By Veronica Carter
Transgender people end up behind bars at a much higher rate than others, and once there they are subjected to harassment, abuse and violence. That's according to a study
by the Movement Advancement Project and the Center for American Progress.
Policy and Research director Naomi Goldberg says 21 percent of transgender women have been in jail or prison, as well as 10 percent of transgender men, while only five percent of the entire adult population has. She says once a transgender person does run afoul of the law, their research found they aren't treated properly.
"Everything from being placed in an inappropriate facility because of their gender identity, to lack of access to medical care to high rates of sexual assault by both staff and other incarcerated people," she said.
Goldberg says once they're released from prison, there's a lack of support for people who have a criminal record to find jobs and housing, so many people just end up back behind bars.
She says transgender people face a lot of discrimination, meaning the cards are stacked against them.
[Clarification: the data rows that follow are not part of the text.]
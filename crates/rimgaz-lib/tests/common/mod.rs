//! Shared fixture helpers for integration tests.

use std::path::PathBuf;

use rimgaz_lib::FleetConfig;

/// Path to the repository fixtures directory.
pub fn fixtures_dir() -> PathBuf {
    PathBuf::from(env!("CARGO_MANIFEST_DIR")).join("../../docs/fixtures")
}

#[allow(dead_code)]
pub fn fleet_path() -> PathBuf {
    fixtures_dir().join("fleet.json")
}

#[allow(dead_code)]
pub fn positions_path() -> PathBuf {
    fixtures_dir().join("positions.csv")
}

/// Fixture fleet loaded through the strict loader.
#[allow(dead_code)]
pub fn fixture_fleet() -> FleetConfig {
    FleetConfig::from_path(&fleet_path()).expect("fixture fleet.json should load")
}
"Very few surveys ask about gender identity or gender expression," she added. "In many places across this country, transgender people lack equal protections in housing, in employment accommodations, in employment and in terms of being able to access an accurate gender marker on their birth certificate or drivers license."
She says one in five has experienced homelessness because of discrimination and family rejection.
Goldberg feels eventually there will be acceptance.
"The growing understanding of what it means to be transgender and the more visibility that transgender people in our communities have, I think the more comfortable and familiar society will be," she said. "And certainly my hope is transgender people will no longer be targeted and singled out."